### Description of the task
Locate and copy each line in the data that contains the word "None".

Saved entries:
= = = = =

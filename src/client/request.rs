//! Request configuration types.

use std::fmt;
use std::str::FromStr;
use std::sync::Arc;

use serde::{Deserialize, Serialize};
use serde_json::Value;
use thiserror::Error;

use crate::params::{Headers, ParamValue, Params};

/// HTTP methods supported by the pipeline.
#[derive(Debug, Clone, Copy, PartialEq, Eq, Hash, Serialize, Deserialize)]
#[serde(rename_all = "UPPERCASE")]
pub enum RequestMethod {
    /// GET
    Get,
    /// POST
    Post,
    /// PUT
    Put,
    /// PATCH
    Patch,
    /// DELETE
    Delete,
}

impl RequestMethod {
    /// Every supported method.
    pub const ALL: [Self; 5] = [Self::Get, Self::Post, Self::Put, Self::Patch, Self::Delete];

    /// Returns the upper-case method name.
    #[must_use]
    pub const fn as_str(self) -> &'static str {
        match self {
            Self::Get => "GET",
            Self::Post => "POST",
            Self::Put => "PUT",
            Self::Patch => "PATCH",
            Self::Delete => "DELETE",
        }
    }
}

impl fmt::Display for RequestMethod {
    fn fmt(&self, f: &mut fmt::Formatter<'_>) -> fmt::Result {
        f.write_str(self.as_str())
    }
}

/// Error returned when parsing an unsupported method name.
#[derive(Debug, Clone, PartialEq, Eq, Error)]
#[error("Unsupported HTTP method '{0}': expected GET, POST, PUT, PATCH or DELETE")]
pub struct UnknownMethod(pub String);

impl FromStr for RequestMethod {
    type Err = UnknownMethod;

    fn from_str(s: &str) -> Result<Self, Self::Err> {
        Self::ALL
            .into_iter()
            .find(|method| method.as_str().eq_ignore_ascii_case(s.trim()))
            .ok_or_else(|| UnknownMethod(s.to_owned()))
    }
}

impl From<RequestMethod> for http::Method {
    fn from(method: RequestMethod) -> Self {
        match method {
            RequestMethod::Get => Self::GET,
            RequestMethod::Post => Self::POST,
            RequestMethod::Put => Self::PUT,
            RequestMethod::Patch => Self::PATCH,
            RequestMethod::Delete => Self::DELETE,
        }
    }
}

/// Everything needed to issue one logical request.
///
/// Once handed to [`HttpClient::request`](super::HttpClient::request) the
/// configuration is frozen behind an `Arc` and shared with interceptors,
/// retry predicates and errors; it is never mutated.
#[derive(Debug, Clone, PartialEq)]
pub struct RequestConfig {
    /// HTTP method
    pub method: RequestMethod,
    /// URL template, e.g. `/user/:id`
    pub url: String,
    /// Values for the template placeholders
    pub path_params: Option<Params>,
    /// Query string parameters
    pub query_params: Option<Params>,
    /// Request payload, passed through to the transport by reference
    pub data: Option<Arc<Value>>,
    /// Request headers
    pub headers: Option<Headers>,
    /// Timeout in milliseconds; non-finite values are dropped before dispatch
    pub timeout: Option<f64>,
}

impl RequestConfig {
    /// Creates a configuration with only method and URL set.
    #[must_use]
    pub fn new(method: RequestMethod, url: impl Into<String>) -> Self {
        Self {
            method,
            url: url.into(),
            path_params: None,
            query_params: None,
            data: None,
            headers: None,
            timeout: None,
        }
    }

    /// Sets the path parameters.
    #[must_use]
    pub fn with_path_params(mut self, params: Params) -> Self {
        self.path_params = Some(params);
        self
    }

    /// Sets the query parameters.
    #[must_use]
    pub fn with_query_params(mut self, params: Params) -> Self {
        self.query_params = Some(params);
        self
    }

    /// Sets the payload.
    #[must_use]
    pub fn with_data(self, data: Value) -> Self {
        self.with_shared_data(Arc::new(data))
    }

    /// Sets a payload that is already shared elsewhere.
    #[must_use]
    pub fn with_shared_data(mut self, data: Arc<Value>) -> Self {
        self.data = Some(data);
        self
    }

    /// Sets the headers.
    #[must_use]
    pub fn with_headers(mut self, headers: Headers) -> Self {
        self.headers = Some(headers);
        self
    }

    /// Sets the timeout in milliseconds.
    #[must_use]
    pub const fn with_timeout(mut self, timeout_ms: f64) -> Self {
        self.timeout = Some(timeout_ms);
        self
    }
}

/// Options for requests without a payload (`GET`, `DELETE`).
#[derive(Debug, Clone, Default, PartialEq)]
pub struct FetchOptions {
    /// Values for the template placeholders
    pub path_params: Option<Params>,
    /// Query string parameters
    pub query_params: Option<Params>,
    /// Request headers
    pub headers: Option<Headers>,
    /// Timeout in milliseconds
    pub timeout: Option<f64>,
}

impl FetchOptions {
    /// Creates empty options.
    #[must_use]
    pub fn new() -> Self {
        Self::default()
    }

    /// Sets the path parameters.
    #[must_use]
    pub fn with_path_params(mut self, params: Params) -> Self {
        self.path_params = Some(params);
        self
    }

    /// Adds one path parameter.
    #[must_use]
    pub fn with_path_param(mut self, name: impl Into<String>, value: impl Into<ParamValue>) -> Self {
        self.path_params
            .get_or_insert_with(Params::new)
            .insert(name.into(), value.into());
        self
    }

    /// Sets the query parameters.
    #[must_use]
    pub fn with_query_params(mut self, params: Params) -> Self {
        self.query_params = Some(params);
        self
    }

    /// Adds one query parameter.
    #[must_use]
    pub fn with_query_param(mut self, name: impl Into<String>, value: impl Into<ParamValue>) -> Self {
        self.query_params
            .get_or_insert_with(Params::new)
            .insert(name.into(), value.into());
        self
    }

    /// Sets the headers.
    #[must_use]
    pub fn with_headers(mut self, headers: Headers) -> Self {
        self.headers = Some(headers);
        self
    }

    /// Adds one header.
    #[must_use]
    pub fn with_header(mut self, name: impl Into<String>, value: impl Into<String>) -> Self {
        self.headers
            .get_or_insert_with(Headers::new)
            .insert(name.into(), value.into());
        self
    }

    /// Sets the timeout in milliseconds.
    #[must_use]
    pub const fn with_timeout(mut self, timeout_ms: f64) -> Self {
        self.timeout = Some(timeout_ms);
        self
    }

    /// Combines the options with a method and URL into a full configuration.
    #[must_use]
    pub fn into_config(self, method: RequestMethod, url: impl Into<String>) -> RequestConfig {
        RequestConfig {
            method,
            url: url.into(),
            path_params: self.path_params,
            query_params: self.query_params,
            data: None,
            headers: self.headers,
            timeout: self.timeout,
        }
    }
}

/// Options for requests with a payload (`POST`, `PUT`, `PATCH`).
#[derive(Debug, Clone, Default, PartialEq)]
pub struct UpdateOptions {
    /// Options shared with fetch requests
    pub fetch: FetchOptions,
    /// Request payload
    pub data: Option<Arc<Value>>,
}

impl UpdateOptions {
    /// Creates empty options.
    #[must_use]
    pub fn new() -> Self {
        Self::default()
    }

    /// Sets the payload.
    #[must_use]
    pub fn with_data(mut self, data: Value) -> Self {
        self.data = Some(Arc::new(data));
        self
    }

    /// Sets a payload that is already shared elsewhere.
    #[must_use]
    pub fn with_shared_data(mut self, data: Arc<Value>) -> Self {
        self.data = Some(data);
        self
    }

    /// Sets the path parameters.
    #[must_use]
    pub fn with_path_params(mut self, params: Params) -> Self {
        self.fetch = self.fetch.with_path_params(params);
        self
    }

    /// Sets the query parameters.
    #[must_use]
    pub fn with_query_params(mut self, params: Params) -> Self {
        self.fetch = self.fetch.with_query_params(params);
        self
    }

    /// Sets the headers.
    #[must_use]
    pub fn with_headers(mut self, headers: Headers) -> Self {
        self.fetch = self.fetch.with_headers(headers);
        self
    }

    /// Adds one header.
    #[must_use]
    pub fn with_header(mut self, name: impl Into<String>, value: impl Into<String>) -> Self {
        self.fetch = self.fetch.with_header(name, value);
        self
    }

    /// Sets the timeout in milliseconds.
    #[must_use]
    pub fn with_timeout(mut self, timeout_ms: f64) -> Self {
        self.fetch = self.fetch.with_timeout(timeout_ms);
        self
    }

    /// Combines the options with a method and URL into a full configuration.
    #[must_use]
    pub fn into_config(self, method: RequestMethod, url: impl Into<String>) -> RequestConfig {
        RequestConfig {
            data: self.data,
            ..self.fetch.into_config(method, url)
        }
    }
}

impl From<FetchOptions> for UpdateOptions {
    fn from(fetch: FetchOptions) -> Self {
        Self { fetch, data: None }
    }
}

= = = = =

### Reply
            path_params: None,
            query_params: None,
            data: None,
            headers: None,
            timeout: None,
            data: None,
        Self { fetch, data: None }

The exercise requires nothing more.